| PROBLEM DETAILS |
Set down exactly the entries below, beginning at their first line and ending at the line with "fn opened_app() ->".

| AVAILABLE DATA |
Segment Open

//! Black-box tests against `KvsApp`: open/add_frame/close never touch the
//! network (only `do_work` does), so these exercise real wiring between the
//! facade, the ring buffer, and the stream assembler without a live endpoint.

use bytes::Bytes;
use kvs_producer_core::facade::{KvsApp, KvsOption, StreamPolicy};
use kvs_producer_core::mkv::{MkvTrackInfo, TrackKind, VideoTrackInfo};
use kvs_producer_core::upload::session::UploadSessionState;

fn video_track() -> MkvTrackInfo {
    MkvTrackInfo {
        kind: TrackKind::Video,
        name: "video".into(),
        codec_id: "V_MPEG4/ISO/AVC".into(),
        codec_private: vec![0x01, 0x64, 0x00, 0x1F],
        video: Some(VideoTrackInfo { width: 1280, height: 720 }),
        audio: None,
    }
}

fn opened_app() -> KvsApp {
    let mut app = KvsApp::create("kinesisvideo.us-east-1.amazonaws.com", "us-east-1", "kinesisvideo", "integration-stream");
    app.setoption(KvsOption::AwsAccessKeyId("AKIDEXAMPLE".into())).unwrap();
    app.setoption(KvsOption::AwsSecretAccessKey("secret".into())).unwrap();
    app.setoption(KvsOption::VideoTrackInfo(video_track())).unwrap();
    app.open().unwrap();
    app
}

#[test]
fn opened_session_starts_idle_and_accepts_frames() {
    let mut app = opened_app();
    assert_eq!(app.state(), Some(UploadSessionState::Idle));
    app.add_frame(Bytes::from(vec![1, 2, 3, 4]), 0, TrackKind::Video, true).unwrap();
    app.add_frame(Bytes::from(vec![5, 6]), 33, TrackKind::Video, false).unwrap();
}

#[test]
fn unknown_audio_track_is_rejected_when_no_audio_configured() {
    let mut app = opened_app();
    let err = app.add_frame(Bytes::from(vec![1]), 0, TrackKind::Audio, false).unwrap_err();
    assert!(err.to_string().contains("Audio") || err.to_string().contains("track"));
}

#[test]
fn ring_buffer_policy_silently_absorbs_frames_under_pathological_mem_limit() {
    let mut app = KvsApp::create("kinesisvideo.us-east-1.amazonaws.com", "us-east-1", "kinesisvideo", "ring-buffer-stream");
    app.setoption(KvsOption::AwsAccessKeyId("AKIDEXAMPLE".into())).unwrap();
    app.setoption(KvsOption::AwsSecretAccessKey("secret".into())).unwrap();
    app.setoption(KvsOption::VideoTrackInfo(video_track())).unwrap();
    app.setoption(KvsOption::StreamPolicy(StreamPolicy::RingBuffer)).unwrap();
    // A single byte of headroom guarantees every frame self-evicts before
    // the facade can forward it to the stream assembler.
    app.setoption(KvsOption::StreamPolicyRingBufferMemLimit(1)).unwrap();
    app.open().unwrap();

    for i in 0..50u64 {
        app.add_frame(Bytes::from(vec![0xAB; 1024]), i * 33, TrackKind::Video, i == 0).unwrap();
    }
}

#[test]
fn ring_buffer_policy_forwards_frames_under_generous_mem_limit() {
    let mut app = KvsApp::create("kinesisvideo.us-east-1.amazonaws.com", "us-east-1", "kinesisvideo", "ring-buffer-stream");
    app.setoption(KvsOption::AwsAccessKeyId("AKIDEXAMPLE".into())).unwrap();
    app.setoption(KvsOption::AwsSecretAccessKey("secret".into())).unwrap();
    app.setoption(KvsOption::VideoTrackInfo(video_track())).unwrap();
    app.setoption(KvsOption::StreamPolicy(StreamPolicy::RingBuffer)).unwrap();
    app.setoption(KvsOption::StreamPolicyRingBufferMemLimit(16 * 1024 * 1024)).unwrap();
    app.open().unwrap();

    app.add_frame(Bytes::from(vec![0xAB; 1024]), 0, TrackKind::Video, true).unwrap();
}

#[test]
fn close_then_reopen_resets_state_to_idle() {
    let mut app = opened_app();
    app.close();
    app.terminate();
    app.open().unwrap();
    assert_eq!(app.state(), Some(UploadSessionState::Idle));
}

Segment Closed

| WRITTEN SOLUTION |
//! Black-box tests against `KvsApp`: open/add_frame/close never touch the
//! network (only `do_work` does), so these exercise real wiring between the
//! facade, the ring buffer, and the stream assembler without a live endpoint.

use bytes::Bytes;
use kvs_producer_core::facade::{KvsApp, KvsOption, StreamPolicy};
use kvs_producer_core::mkv::{MkvTrackInfo, TrackKind, VideoTrackInfo};
use kvs_producer_core::upload::session::UploadSessionState;

fn video_track() -> MkvTrackInfo {
    MkvTrackInfo {
        kind: TrackKind::Video,
        name: "video".into(),
        codec_id: "V_MPEG4/ISO/AVC".into(),
        codec_private: vec![0x01, 0x64, 0x00, 0x1F],
        video: Some(VideoTrackInfo { width: 1280, height: 720 }),
        audio: None,
    }
}

fn opened_app() -> KvsApp {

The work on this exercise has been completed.